子供の多動症や勉強しないという話は日常的によく耳にすることですが、もう一度毎日の食事内容を見直すことで改善されるかもしれませんね。それと砂糖は体温を下げるともいわれています。よく足や腰が冷えて困るとか、子供さんがよく咳をするとか鼻水を流すそのような相談があった場合には私はまず食生活を聞きます。大抵の家庭では飲料水やお菓子類の食べ過ぎが多いですね。まずはそれらから見直して頂きたいものです。その上で漢方薬を飲んでいただくと結果は良好です。

「一言メモ」その3
陰陽五行とは。陰陽と五行説をうまく組み合わせたものと考えられます。五行とは、昔の中国での自然観を現したもので、木、火、土、金、水の五つの要素の循環をうまくとらえています。

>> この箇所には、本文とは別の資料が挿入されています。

//! Protocol messages and their wire codec.
//!
//! `Message` is the closed set of kinds exchanged between the bridge and
//! an agent. The wire form is a `ProtoEnvelope` (proto_types.rs); this
//! module converts in both directions and rejects anything that does not
//! map to exactly one kind.

use std::fmt;

use prost::Message as _;

use crate::error::ProtocolError;
use crate::proto_types::*;

/// Acknowledgement for `SyncMemory`. A bare sentinel byte, not a message.
pub const SYNC_ACK: &[u8] = b"\x61";

/// Outcome of a memory retrieval.
#[derive(Debug, Clone, PartialEq, Eq)]
pub enum MemoryReply {
    /// Concrete bytes of the requested range.
    Ok(Vec<u8>),
    /// The range is symbolic and cannot be handed out.
    Abort,
}

#[derive(Debug, Clone, PartialEq, Eq)]
pub enum Message {
    InvokeSyscall { num: u64, args: Vec<u64> },
    SyscallReturn { retval: i64 },
    RetrieveMemory { addr: u64, size: u64 },
    RetrieveMemoryReturn(MemoryReply),
    SyncMemory { addr: u64, data: Vec<u8> },
    TargetStrlen { addr: u64 },
    TargetStrlenResponse { length: u64 },
}

/// Tag of a message, without its payload.
#[derive(Debug, Clone, Copy, PartialEq, Eq, Hash)]
pub enum MessageKind {
    InvokeSyscall,
    SyscallReturn,
    RetrieveMemory,
    RetrieveMemoryReturn,
    SyncMemory,
    TargetStrlen,
    TargetStrlenResponse,
}

impl fmt::Display for MessageKind {
    fn fmt(&self, f: &mut fmt::Formatter<'_>) -> fmt::Result {
        let name = match self {
            MessageKind::InvokeSyscall => "InvokeSyscall",
            MessageKind::SyscallReturn => "SyscallReturn",
            MessageKind::RetrieveMemory => "RetrieveMemory",
            MessageKind::RetrieveMemoryReturn => "RetrieveMemoryReturn",
            MessageKind::SyncMemory => "SyncMemory",
            MessageKind::TargetStrlen => "TargetStrlen",
            MessageKind::TargetStrlenResponse => "TargetStrlenResponse",
        };
        f.write_str(name)
    }
}

impl Message {
    pub fn kind(&self) -> MessageKind {
        match self {
            Message::InvokeSyscall { .. } => MessageKind::InvokeSyscall,
            Message::SyscallReturn { .. } => MessageKind::SyscallReturn,
            Message::RetrieveMemory { .. } => MessageKind::RetrieveMemory,
            Message::RetrieveMemoryReturn(_) => MessageKind::RetrieveMemoryReturn,
            Message::SyncMemory { .. } => MessageKind::SyncMemory,
            Message::TargetStrlen { .. } => MessageKind::TargetStrlen,
            Message::TargetStrlenResponse { .. } => MessageKind::TargetStrlenResponse,
        }
    }

    /// Encode to wire bytes. Deterministic.
    pub fn serialize(&self) -> Vec<u8> {
        to_proto(self).encode_to_vec()
    }

    /// Decode wire bytes into exactly one message kind.
    pub fn parse(bytes: &[u8]) -> Result<Message, ProtocolError> {
        let envelope = ProtoEnvelope::decode(bytes)
            .map_err(|e| ProtocolError::MalformedMessage(e.to_string()))?;
        from_proto(envelope)
    }
}

fn to_proto(msg: &Message) -> ProtoEnvelope {
    let kind = match msg {
        Message::InvokeSyscall { num, args } => ProtoKind::InvokeSyscall(ProtoInvokeSyscall {
            num: *num,
            args: args.clone(),
        }),
        Message::SyscallReturn { retval } => {
            ProtoKind::SyscallReturn(ProtoSyscallReturn { retval: *retval })
        }
        Message::RetrieveMemory { addr, size } => {
            ProtoKind::RetrieveMemory(ProtoRetrieveMemory { addr: *addr, size: *size })
        }
        Message::RetrieveMemoryReturn(reply) => {
            let (result, data) = match reply {
                MemoryReply::Ok(data) => (ProtoRetrieveResult::Ok, Some(data.clone())),
                MemoryReply::Abort => (ProtoRetrieveResult::Abort, None),
            };
            ProtoKind::RetrieveMemoryReturn(ProtoRetrieveMemoryReturn {
                result: result as i32,
                data,
            })
        }
        Message::SyncMemory { addr, data } => ProtoKind::SyncMemory(ProtoSyncMemory {
            addr: *addr,
            data: data.clone(),
        }),
        Message::TargetStrlen { addr } => ProtoKind::TargetStrlen(ProtoTargetStrlen { addr: *addr }),
        Message::TargetStrlenResponse { length } => {
            ProtoKind::TargetStrlenResponse(ProtoTargetStrlenResponse { length: *length })
        }
    };
    ProtoEnvelope { kind: Some(kind) }
}

fn from_proto(envelope: ProtoEnvelope) -> Result<Message, ProtocolError> {
    // Unknown oneof tags are skipped by the decoder and leave `kind` empty.
    let kind = envelope
        .kind
        .ok_or_else(|| ProtocolError::MalformedMessage("envelope carries no known kind".into()))?;

    let msg = match kind {
        ProtoKind::InvokeSyscall(m) => Message::InvokeSyscall { num: m.num, args: m.args },
        ProtoKind::SyscallReturn(m) => Message::SyscallReturn { retval: m.retval },
        ProtoKind::RetrieveMemory(m) => Message::RetrieveMemory { addr: m.addr, size: m.size },
        ProtoKind::RetrieveMemoryReturn(m) => {
            let result = ProtoRetrieveResult::try_from(m.result).map_err(|_| {
                ProtocolError::MalformedMessage(format!("unknown retrieve result {}", m.result))
            })?;
            let reply = match (result, m.data) {
                (ProtoRetrieveResult::Ok, Some(data)) => MemoryReply::Ok(data),
                (ProtoRetrieveResult::Abort, None) => MemoryReply::Abort,
                (ProtoRetrieveResult::Ok, None) => {
                    return Err(ProtocolError::MalformedMessage(
                        "OK retrieve result without data".into(),
                    ))
                }
                (ProtoRetrieveResult::Abort, Some(_)) => {
                    return Err(ProtocolError::MalformedMessage(
                        "ABORT retrieve result carries data".into(),
                    ))
                }
            };
            Message::RetrieveMemoryReturn(reply)
        }
        ProtoKind::SyncMemory(m) => Message::SyncMemory { addr: m.addr, data: m.data },
        ProtoKind::TargetStrlen(m) => Message::TargetStrlen { addr: m.addr },
        ProtoKind::TargetStrlenResponse(m) => Message::TargetStrlenResponse { length: m.length },
    };
    Ok(msg)
}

考え方は簡単で木は火を生じ燃え尽きると土を生じ土の中から金を生じ金の表面には水滴がつくとまぁこんな簡単なものなんですが、これを基本にいろいろな方面に考え方が広がっていきます。私がこれを知ったのははるか昔に寺の住職さんに九星学を学んだ時でした。九星学は方位学なんですが住職さんは人の死に関わっていますので教授内容にも独特のものがあり、今でも鮮明に残っています。低血糖症については大沢博著「子供も大人もなぜキレる」を参考にしました。